Yine Ankara Büyükşehir belediyesi bir 15 Temmuz filmine sponsor olmak için karar almış. Büyükşehir tiyatrolarında ise 15 Temmuz gazisi yönetmen-oyuncu M.Tahir İkiler’in Karanlığa Karşı DİRENİŞ oyunu sahnelenecek. Umarız hak ettiği ilgiliyi görür seyircisi bol olur. Sponsor olunacak filme gelince kim çekecek senaryosu kimin bilmiyoruz. Belediyenin sitesinde ya da haberlerde ayrıntı yok. FETO’yla mücadele yolunda KOZ filmi çekilmişti. Filmi izlemedim ama izleyipte beğeneni de görmedim. Yani anlatacağın dava anlattığının davanın, fikrin kalitesinin altında kalırsa o gece şehit olanların kemikleri sızlar.

Büyük başarılar parlak işler büyük gayretler ister.

Bende bir istek üzerine 15 Temmuz gecesiyle ilgili bir tiyatro metni yazmaya başladım, şimdilik adı eski bir marştan ilhamen ‘Sevdalar Ölmez’. Bakalım nasıl neticelenecek sahneye konulduğunda beğenilecek mi hep beraber göreceğiz inşallah.

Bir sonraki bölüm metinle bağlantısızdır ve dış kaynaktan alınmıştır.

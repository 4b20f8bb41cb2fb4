use unicode_normalization::UnicodeNormalization;

/// Lower-cases, strips combining diacritical marks (NFD decomposition then
/// drop combining-class codepoints), and collapses runs of whitespace to a
/// single space. All keyword and organism-name comparisons go through this
/// so "Región" and "region" compare equal.
pub fn normalize(input: &str) -> String {
    let lowered = input.to_lowercase();
    let decomposed: String = lowered.nfd().filter(|c| !is_combining_mark(*c)).collect();
    collapse_whitespace(&decomposed)
}

fn is_combining_mark(c: char) -> bool {
    matches!(c as u32, 0x0300..=0x036F)
}

fn collapse_whitespace(s: &str) -> String {
    let mut out = String::with_capacity(s.len());
    let mut last_was_space = false;
    for c in s.trim().chars() {
        if c.is_whitespace() {
            if !last_was_space {
                out.push(' ');
            }
            last_was_space = true;
        } else {
            out.push(c);
            last_was_space = false;
        }
    }
    out
}

#[cfg(test)]
mod tests {
    use super::*;

    #[test]
    fn strips_diacritics() {
        assert_eq!(normalize("Región"), "region");
        assert_eq!(normalize("NIÑO"), "nino");
    }

    #[test]
    fn collapses_whitespace() {
        assert_eq!(normalize("  hola   mundo  "), "hola mundo");
    }

    #[test]
    fn lowercases() {
        assert_eq!(normalize("SEGUNDO LLAMADO"), "segundo llamado");
    }
}
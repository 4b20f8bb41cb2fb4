use anyhow::Result;
use chrono::{DateTime, Utc};
use serde::{Deserialize, Serialize};
use sqlx::PgPool;
use uuid::Uuid;

use qb_rules::OrganismRuleKind;

/// At most one row per organism: either contributes priority points or
/// short-circuits the score to the rejection sentinel.
#[derive(Debug, Clone, Serialize, Deserialize, sqlx::FromRow)]
pub struct OrganismRule {
    pub id: Uuid,
    pub organism_id: Uuid,
    pub kind: String,
    pub points: Option<i32>,
    pub created_at: DateTime<Utc>,
}

impl OrganismRule {
    pub fn to_kind(&self) -> Option<OrganismRuleKind> {
        match self.kind.as_str() {
            "priority" => Some(OrganismRuleKind::Priority(self.points.unwrap_or(0) as i64)),
            "unwanted" => Some(OrganismRuleKind::Unwanted),
            _ => None,
        }
    }

    pub async fn list(pool: &PgPool) -> Result<Vec<Self>> {
        sqlx::query_as::<_, Self>("SELECT * FROM organism_rules")
            .fetch_all(pool)
            .await
            .map_err(Into::into)
    }

    pub async fn set_priority(organism_id: Uuid, points: i32, pool: &PgPool) -> Result<Self> {
        Self::set(organism_id, "priority", Some(points), pool).await
    }

    pub async fn set_unwanted(organism_id: Uuid, pool: &PgPool) -> Result<Self> {
        Self::set(organism_id, "unwanted", None, pool).await
    }

    async fn set(organism_id: Uuid, kind: &str, points: Option<i32>, pool: &PgPool) -> Result<Self> {
        sqlx::query_as::<_, Self>(
            r#"
            INSERT INTO organism_rules (organism_id, kind, points)
            VALUES ($1, $2, $3)
            ON CONFLICT (organism_id) DO UPDATE SET
                kind = EXCLUDED.kind,
                points = EXCLUDED.points
            RETURNING *
            "#,
        )
        .bind(organism_id)
        .bind(kind)
        .bind(points)
        .fetch_one(pool)
        .await
        .map_err(Into::into)
    }

    pub async fn delete(organism_id: Uuid, pool: &PgPool) -> Result<u64> {
        let result = sqlx::query("DELETE FROM organism_rules WHERE organism_id = $1")
            .bind(organism_id)
            .execute(pool)
            .await?;
        Ok(result.rows_affected())
    }
}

Geçen hafta sonu  iki şair-yazarın kitap imza günü vardı. Özellikle öğretmen olmaları daha anlamlıydı.

Çünkü geçen gün bir gazetede yayınlanan muhafazakârların eğitim konularına neden Fransız kaldığına dair serzenişe bulunan köşe yazısına hak vermemek mümkün değil.

Evet eğitime okullardaki sorunlara eğilmeliyiz ama artık eğitim  sadece okullarda olmuyor. Cep telefonundan internete her iletişim aracı dijital mekteb konumuna gelmiş durumda. Öğretmenlerin çocuklarımızın okuduğu ve izlediği eserlere katkıda bulunmaları hatta eserler ortaya koymaları lazım.

Ayşegül Sözen Dağ’la Erhan Şİbik’te bu gayrette olan iki öğretmen-yazar.

Ayşegül  Sözen Dağ’ın ‘Menekşe Bayramı’ adlı çocuklara yönelik şiir kitabı ile Erhan Şibik’in ‘Bu Bir Aşk Manifestosudur’ ve ‘Bay Uzun Kuyruk ve Periler Diyarı’ adlı hikaye kitapları bu samimi gayretlerin ürünü.

‘Menekşe Bayramı’nı eskiden şiirle uğraşmış birisi olarak çok beğendim özellikle kitabın resimleri de çok başarılıydı, dikkatimi çekti. Baktım Mümine Yeşilmen resimlemiş.

Çocuklara şiir ve hikâye yazmak dünyanın en zor işidir. Hem özen hem dikkat ister. Ayşegül Sözen Dağ ve Erhan Şibik aynı zamanda öğretmen oldukları için yazdıkları şiir ve hikâyelerde bunun hakkını verdiklerine inanıyorum.

Neticede Kemal Sunal’lar,Tarık Akan’lar bile ölünce insan, dünyanın faniliğine bakıp, hey şey bitiyor sıfıra sıfır elde var sanat diyor.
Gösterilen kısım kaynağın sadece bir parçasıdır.